Oscar Bianchi: Confessioni

Mit einem augenzwinkernden Verweis auf den ungezähmten Geist des frühen Duplum – jener befreiten zweiten Stimme der mittelalterlichen Polyphonie, die sich später zu kühner Kontrapunktik entfaltete – erschaffen zwei Protagonist*innen einen eigenwilligen Ausdrucksraum, der fragt und forscht: Bin ich dein Schatten? Dein Alter Ego? Sie beichten abwechselnd, oszillierend zwischen existenziellen Überlegungen und lyrischen Litaneien – Reflexionen, die womöglich nur Projektionen ihrer eigenen ungewissen Natur sind. In diesem Austausch werden sie zu Trägern leuchtender emotionaler Vorschläge, die auf neue Ausdrucksdimensionen verweisen.

Entkleidet – „nackt“ im Sinne einer reinen, unverstellten Präsenz – teilen Sopran und Trompete einen klanglichen Raum, in dem ihre Identitäten verschwimmen und ineinander übergehen. Ideen bewegen sich hier nicht geradlinig: Sie kräuseln sich, hallen nach, stolpern manchmal über sich selbst. Vielleicht verkörpern sie damit „die fluide Natur der Kreativität“ – einen Zustand, in dem sich ein Gedanke in eine Geste verwandelt, eine Stimmung zu einem Motiv wird und nichts dauerhaft festgelegt ist. Wie zwei Träumende in parallelen Monologen kreuzen sich ihre Wege in Echtzeit – ohne genau zu wissen, wohin sie führen, doch lauschend, offen und neugierig – und feiern gerade in dieser Ungewissheit ein Gefühl von Gemeinsamkeit und Möglichkeit.

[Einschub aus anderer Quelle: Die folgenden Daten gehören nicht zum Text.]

use axum::{
    http::StatusCode,
    response::{IntoResponse, Response},
    Json,
};
use sea_orm::error::DbErr;
use sea_orm::SqlErr;
use serde::{Deserialize, Serialize};
use utoipa::ToSchema;
use uuid::Uuid;

fn current_request_id() -> Option<String> {
    crate::tracing::current_request_id().map(|rid| rid.as_str().to_string())
}

/// Simplified error structure for OpenAPI documentation
#[derive(Debug, Serialize, Deserialize, ToSchema)]
#[schema(example = json!({
    "error": "Unprocessable Entity",
    "message": "Coupon rejected: usage_limit_reached",
    "code": "usage_limit_reached",
    "request_id": "req-abc123xyz",
    "timestamp": "2026-10-19T10:30:00.000Z"
}))]
pub struct ErrorResponse {
    /// HTTP status category (e.g., "Not Found", "Bad Request")
    pub error: String,
    /// Human-readable error description
    pub message: String,
    /// Machine-readable reason code, present for coupon rejections
    #[serde(skip_serializing_if = "Option::is_none")]
    pub code: Option<String>,
    /// Unique request identifier for support and debugging
    #[serde(skip_serializing_if = "Option::is_none")]
    pub request_id: Option<String>,
    /// ISO 8601 timestamp when error occurred
    pub timestamp: String,
}

/// Why a coupon cannot be applied to an order context.
///
/// Variants are listed in evaluation order; the first failing check wins.
#[derive(
    Debug,
    Clone,
    Copy,
    PartialEq,
    Eq,
    Serialize,
    Deserialize,
    ToSchema,
    strum::Display,
    strum::AsRefStr,
)]
#[serde(rename_all = "snake_case")]
#[strum(serialize_all = "snake_case")]
pub enum CouponRejection {
    CouponNotFound,
    Inactive,
    NotStarted,
    Expired,
    UsageLimitReached,
    UserLimitReached,
    UserNotEligible,
    PackageNotEligible,
    BelowMinimumAmount,
}

impl CouponRejection {
    pub fn code(&self) -> &str {
        self.as_ref()
    }
}

/// Violations that are always rejected and never partially applied.
#[derive(Debug, Clone, PartialEq, Eq, Serialize, thiserror::Error)]
pub enum IntegrityViolation {
    #[error("webhook signature missing")]
    MissingSignature,

    #[error("webhook signature mismatch")]
    InvalidSignature,

    #[error("no payment matches correlation id {0}")]
    UnknownCorrelation(String),

    #[error("order {order_id} cannot move from {from} to {to}")]
    IllegalTransition {
        order_id: Uuid,
        from: String,
        to: String,
    },

    #[error("order {order_id} already has a settled payment; refusing to settle payment {payment_id}")]
    DuplicateSettlement { order_id: Uuid, payment_id: Uuid },
}

#[derive(Debug, thiserror::Error, Serialize)]
pub enum ServiceError {
    #[error("Database error: {0}")]
    DatabaseError(
        #[from]
        #[serde(skip)]
        sea_orm::error::DbErr,
    ),

    #[error("Not found: {0}")]
    NotFound(String),

    #[error("Validation error: {0}")]
    ValidationError(String),

    #[error("Coupon rejected: {0}")]
    CouponRejected(CouponRejection),

    #[error("Bad request: {0}")]
    BadRequest(String),

    #[error("Payment gateway error: {0}")]
    GatewayError(String),

    #[error("Payment gateway timed out: {0}")]
    GatewayTimeout(String),

    #[error("Integrity violation: {0}")]
    Integrity(IntegrityViolation),

    #[error("Conflict: {0}")]
    Conflict(String),

    #[error("Serialization error: {0}")]
    SerializationError(String),

    #[error("Internal error: {0}")]
    InternalError(String),
}

impl From<validator::ValidationErrors> for ServiceError {
    fn from(err: validator::ValidationErrors) -> Self {
        ServiceError::ValidationError(err.to_string())
    }
}

impl From<IntegrityViolation> for ServiceError {
    fn from(violation: IntegrityViolation) -> Self {
        ServiceError::Integrity(violation)
    }
}

impl From<CouponRejection> for ServiceError {
    fn from(rejection: CouponRejection) -> Self {
        ServiceError::CouponRejected(rejection)
    }
}

impl From<serde_json::Error> for ServiceError {
    fn from(err: serde_json::Error) -> Self {
        ServiceError::SerializationError(err.to_string())
    }
}

impl ServiceError {
    /// Returns the HTTP status code for this error.
    /// This is the single source of truth for error-to-status mapping.
    pub fn status_code(&self) -> StatusCode {
        match self {
            Self::DatabaseError(_) | Self::SerializationError(_) | Self::InternalError(_) => {
                StatusCode::INTERNAL_SERVER_ERROR
            }
            Self::NotFound(_) => StatusCode::NOT_FOUND,
            Self::ValidationError(_) | Self::BadRequest(_) => StatusCode::BAD_REQUEST,
            Self::CouponRejected(_) => StatusCode::UNPROCESSABLE_ENTITY,
            Self::GatewayError(_) => StatusCode::BAD_GATEWAY,
            Self::GatewayTimeout(_) => StatusCode::GATEWAY_TIMEOUT,
            Self::Conflict(_) => StatusCode::CONFLICT,
            Self::Integrity(violation) => match violation {
                IntegrityViolation::MissingSignature | IntegrityViolation::InvalidSignature => {
                    StatusCode::UNAUTHORIZED
                }
                IntegrityViolation::UnknownCorrelation(_) => StatusCode::NOT_FOUND,
                IntegrityViolation::IllegalTransition { .. }
                | IntegrityViolation::DuplicateSettlement { .. } => StatusCode::CONFLICT,
            },
        }
    }

    /// Returns the error message suitable for HTTP responses.
    /// Internal errors return generic messages to avoid leaking implementation details.
    pub fn response_message(&self) -> String {
        match self {
            Self::DatabaseError(_) => "Database error".to_string(),
            Self::SerializationError(_) | Self::InternalError(_) => {
                "Internal server error".to_string()
            }
            _ => self.to_string(),
        }
    }

    fn reason_code(&self) -> Option<String> {
        match self {
            Self::CouponRejected(rejection) => Some(rejection.code().to_string()),
            _ => None,
        }
    }
}

pub(crate) fn is_unique_violation(err: &DbErr) -> bool {
    matches!(err.sql_err(), Some(SqlErr::UniqueConstraintViolation(_)))
}

impl IntoResponse for ServiceError {
    fn into_response(self) -> Response {
        let status = self.status_code();

        if status.is_server_error() {
            tracing::error!(error = %self, status = status.as_u16(), "request failed");
        }

        let err = ErrorResponse {
            error: status.canonical_reason().unwrap_or("Error").to_string(),
            message: self.response_message(),
            code: self.reason_code(),
            request_id: current_request_id(),
            timestamp: chrono::Utc::now().to_rfc3339(),
        };

        (status, Json(err)).into_response()
    }
}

Raven Chacon: Whistle Quartet

„Whistle Quartet“ stellt dar, wie man ein Lied von einem*einer Ältesten oder Anführer*in lernt, wie man Teil einer Gruppe wird und auf welche Weise man selbst anführt, wenn der*die eigene Anführer*in nicht mehr da ist.

– Raven Chacon

Raven Chacon: Call for the Company, in the Morning

Das Werk bezieht sich auf die Tradition der Jagdhornrufe und -signale bei der Fuchsjagd als Ausgangsmaterial, durch welches eine offene Drohnenlandschaft geschaffen wird. Zwischenspiele markieren dabei das Vergehen des Tages unter freiem Himmel. Die Komposition befasst sich mit dem Streben nach ökologischem Gleichgewicht, indem sie als Hilfsmittel bei der Jagd angewandte Musikinstrumente zum Einsatz bringt, wenngleich diese Jagd mittlerweile zum bloßen Sport verkommen ist und den Klang des Instruments so in ein Timbre der Angst verwandelt hat.